Close vs. Adjusted Close

Discussion in 'Strategy Development' started by craigatelite, Jan 15, 2011.

  1. In backtesting a DAILY strategy (entry and exit on the SAME DAY), would it be more accurate to use historical "adjusted close" values or simply the actual "close" values for my data backfill?

    Thanks for any input.
  2. Think about it. If you actually traded then you would get filled at actual prices, not adjusted. IMO It only makes sense to adjust for splits.
  3. I agree...But data providers typically provide adjusted. Thanks though, I thought I was missing something obvious.
  4. Most data vendors I know provide the actual prices and ways to link the various series. They are not resposnsible if users don't know what they are doing, which is the case with 95% of backtesting results.
  5. GTG


    If the entry and exit is in the same day don't use the adjusted close. Since your holding time is entirely intraday, you don't need to adjust for splits or dividends. Also, don't assume you'll be able to get the closing price for the day on an illiquid stock. In real trading it is fairly easy to get the "real" opening price in most stocks without affecting the opening auction price if your order is small enough, but the only way to get the closing price is with a MOC order. At least in my experience with fairly illiquid stocks, the executions are very poor with MOC orders. I bet MOC is fine for something like SPY though.

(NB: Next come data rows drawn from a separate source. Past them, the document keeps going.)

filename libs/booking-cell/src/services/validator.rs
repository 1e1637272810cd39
use chrono::{DateTime, Utc};
use tracing::{debug, warn};
use uuid::Uuid;

use availability_cell::{bookable_duration, SlotResolver, TimeRange};

use crate::error::BookingError;
use crate::models::{BookingProposal, ValidatedBooking};

pub const MAX_NOTES_CHARS: usize = 500;

pub fn check_notes(notes: &str) -> Result<(), BookingError> {
    let length = notes.chars().count();
    if length > MAX_NOTES_CHARS {
        return Err(BookingError::NotesTooLong(length));
    }
    Ok(())
}

/// Checks a proposed booking against the staff member's schedule for the day
/// it starts on.
#[derive(Clone)]
pub struct BookingValidator {
    resolver: SlotResolver,
}

impl BookingValidator {
    pub fn new(resolver: SlotResolver) -> Self {
        Self { resolver }
    }

    /// Checks, in order: duration of at most one day, notes length, start in
    /// the future, containment in one availability interval, no time off, no
    /// overlapping booking.
    /// `exclude_booking` is ignored when looking for overlaps.
    pub async fn validate(
        &self,
        proposal: &BookingProposal,
        exclude_booking: Option<Uuid>,
        now: DateTime<Utc>,
    ) -> Result<ValidatedBooking, BookingError> {
        let invalid_duration = || BookingError::InvalidDuration(proposal.duration_minutes);
        let duration = bookable_duration(proposal.duration_minutes).ok_or_else(invalid_duration)?;

        if let Some(notes) = &proposal.notes {
            check_notes(notes)?;
        }

        if proposal.start_time <= now {
            return Err(BookingError::StartInPast);
        }

        let requested = TimeRange {
            start: proposal.start_time,
            end: proposal
                .start_time
                .checked_add_signed(duration)
                .ok_or_else(invalid_duration)?,
        };
        let date = requested.start.date_naive();

        debug!(
            "Validating booking for staff {} from {} to {}",
            proposal.staff_id, requested.start, requested.end
        );

        let schedule = self
            .resolver
            .day_schedule(proposal.salon_id, proposal.staff_id, date, exclude_booking)
            .await?;

        // A booking running past midnight can never be contained here.
        if !schedule.availability.iter().any(|range| range.contains(&requested)) {
            warn!("Booking for staff {} falls outside availability", proposal.staff_id);
            return Err(BookingError::OutsideAvailability);
        }

        if schedule.time_off.iter().any(|range| range.overlaps(&requested)) {
            warn!("Booking for staff {} overlaps time off", proposal.staff_id);
            return Err(BookingError::StaffOnTimeOff);
        }

        if let Some(existing) = schedule
            .booked
            .iter()
            .find(|booked| booked.range().overlaps(&requested))
        {
            warn!(
                "Booking for staff {} conflicts with booking {}",
                proposal.staff_id, existing.booking_id
            );
            return Err(BookingError::Conflict { booking_id: Some(existing.booking_id) });
        }

        Ok(ValidatedBooking {
            salon_id: proposal.salon_id,
            staff_id: proposal.staff_id,
            client_id: proposal.client_id,
            service_id: proposal.service_id,
            start_time: requested.start,
            end_time: requested.end,
            notes: proposal.notes.clone(),
        })
    }
}
use anyhow::Result;
use reqwest::{
    Client,
    header::{HeaderMap, HeaderValue, CONTENT_TYPE, AUTHORIZATION},
    Method,
};
use serde::de::DeserializeOwned;
use serde_json::Value;
use thiserror::Error;
use tracing::{debug, error};

use shared_config::AppConfig;

/// Non-success answer from PostgREST. Carried inside `anyhow::Error` so callers
/// can `downcast_ref` when the status matters (e.g. 409 on a constraint).
#[derive(Error, Debug)]
pub enum SupabaseError {
    #[error("Authentication error: {0}")]
    Unauthorized(String),

    #[error("Resource not found: {0}")]
    NotFound(String),

    #[error("Constraint violation: {0}")]
    Conflict(String),

    #[error("API error ({status}): {body}")]
    Api { status: u16, body: String },
}

pub struct SupabaseClient {
    client: Client,
    base_url: String,
    anon_key: String,
}

impl SupabaseClient {
    pub fn new(config: &AppConfig) -> Self {
        Self {
            client: Client::new(),
            base_url: config.supabase_url.trim_end_matches('/').to_string(),
            anon_key: config.supabase_anon_key.clone(),
        }
    }

    fn get_headers(&self, auth_token: Option<&str>) -> Result<HeaderMap> {
        let mut headers = HeaderMap::new();

        headers.insert("apikey", HeaderValue::from_str(&self.anon_key)?);
        headers.insert(CONTENT_TYPE, HeaderValue::from_static("application/json"));

        // Without a caller token PostgREST is addressed with the anon key.
        let bearer = auth_token.unwrap_or(&self.anon_key);
        headers.insert(
            AUTHORIZATION,
            HeaderValue::from_str(&format!("Bearer {}", bearer))?,
        );

        Ok(headers)
    }

    pub async fn request<T>(&self, method: Method, path: &str,
                            auth_token: Option<&str>, body: Option<Value>)
                            -> Result<T>
    where T: DeserializeOwned {
        self.request_with_headers(method, path, auth_token, body, None).await
    }

    pub async fn request_with_headers<T>(
        &self,
        method: Method,
        path: &str,
        auth_token: Option<&str>,
        body: Option<Value>,
        extra_headers: Option<HeaderMap>,
    ) -> Result<T>
    where T: DeserializeOwned {
        let url = format!("{}{}", self.base_url, path);
        debug!("Making {} request to {}", method, url);

        let mut headers = self.get_headers(auth_token)?;
        if let Some(extra) = extra_headers {
            headers.extend(extra);
        }

        let mut req = self.client.request(method, &url)
            .headers(headers);

        if let Some(body_data) = body {
            req = req.json(&body_data);
        }

        let response = req.send().await?;

        let status = response.status();
        if !status.is_success() {
            let error_text = response.text().await?;
            error!("API error ({}): {}", status, error_text);

            return Err(match status.as_u16() {
                401 | 403 => SupabaseError::Unauthorized(error_text),
                404 => SupabaseError::NotFound(error_text),
                409 => SupabaseError::Conflict(error_text),
                code => SupabaseError::Api { status: code, body: error_text },
            }.into());
        }

        let data = response.json::<T>().await?;
        Ok(data)
    }

    /// Headers asking PostgREST to echo the affected rows back.
    pub fn representation_headers() -> HeaderMap {
        let mut headers = HeaderMap::new();
        headers.insert("Prefer", HeaderValue::from_static("return=representation"));
        headers
    }

    pub fn get_base_url(&self) -> &str {
        &self.base_url
    }
}
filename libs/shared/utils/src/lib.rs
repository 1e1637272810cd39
pub mod extractor;
pub mod jwt;
pub mod test_utils;
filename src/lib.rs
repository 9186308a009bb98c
//! Statistical summarisation and chart-data aggregation for tabular data.
//!
//! A [`Dataset`](data::model::Dataset) is loaded once (CSV or JSON records),
//! then every derived view is computed on demand:
//!
//! * [`stats`]: column kinds, per-column summaries, correlation matrix
//! * [`chart::aggregate`]: bar/line means, pie counts, histogram bins,
//!   boxplot quartiles, heatmap grids, scatter points
//! * [`report`]: the ordered document model handed to a renderer
//!
//! [`state::Session`] ties a dataset to the current column selection,
//! search term and page.

pub mod chart;
pub mod color;
pub mod config;
pub mod data;
pub mod error;
pub mod format;
pub mod report;
pub mod state;
pub mod stats;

Also, the opening and closing prices from most free data vendors such as are often not the correct opening and closing price....especially for the opening price. The closing price is usually correct I think.
  6. Using Adjusted Close is simpler, but less accurate. I wrote the back-adjuster/stock-adjuster used by CSI. If you want to develop a trading system, then use adjusted data to validate the basic trading rules. Once you are confident in your system, then, to validate your system in a more realistic way, write your own back testing environment so that you can account for dividends/splits (reinvest/withdraw) and futures/options rolling (with slippage) in the manner you think is more accurate. Most people would rather start paper-trading based on the less accurate simulated results followed by real trading.
  7. It depends on your system I think. Right now I'm following a rotation system in which I allocate my funds for a fixed period of time to a certain ETF, with an en entry @ the close of the day and an exit @ the close of the day, several weeks later. I find adjusted closes more appopriate for the backtesting.
  8. But I think adjusted closes are not real prices you can trade.
  9. +1
  10. tim888


    You are correct in that it is less accurate but why are you saying it is simpler? I don't get that. I ran accross this problem recently and I was stunned to find out that dividend adjustments distort price series beyond recognition as it is shown in the animated gif in this blog

    Why backtesting at all using distorted series? I don't see the point.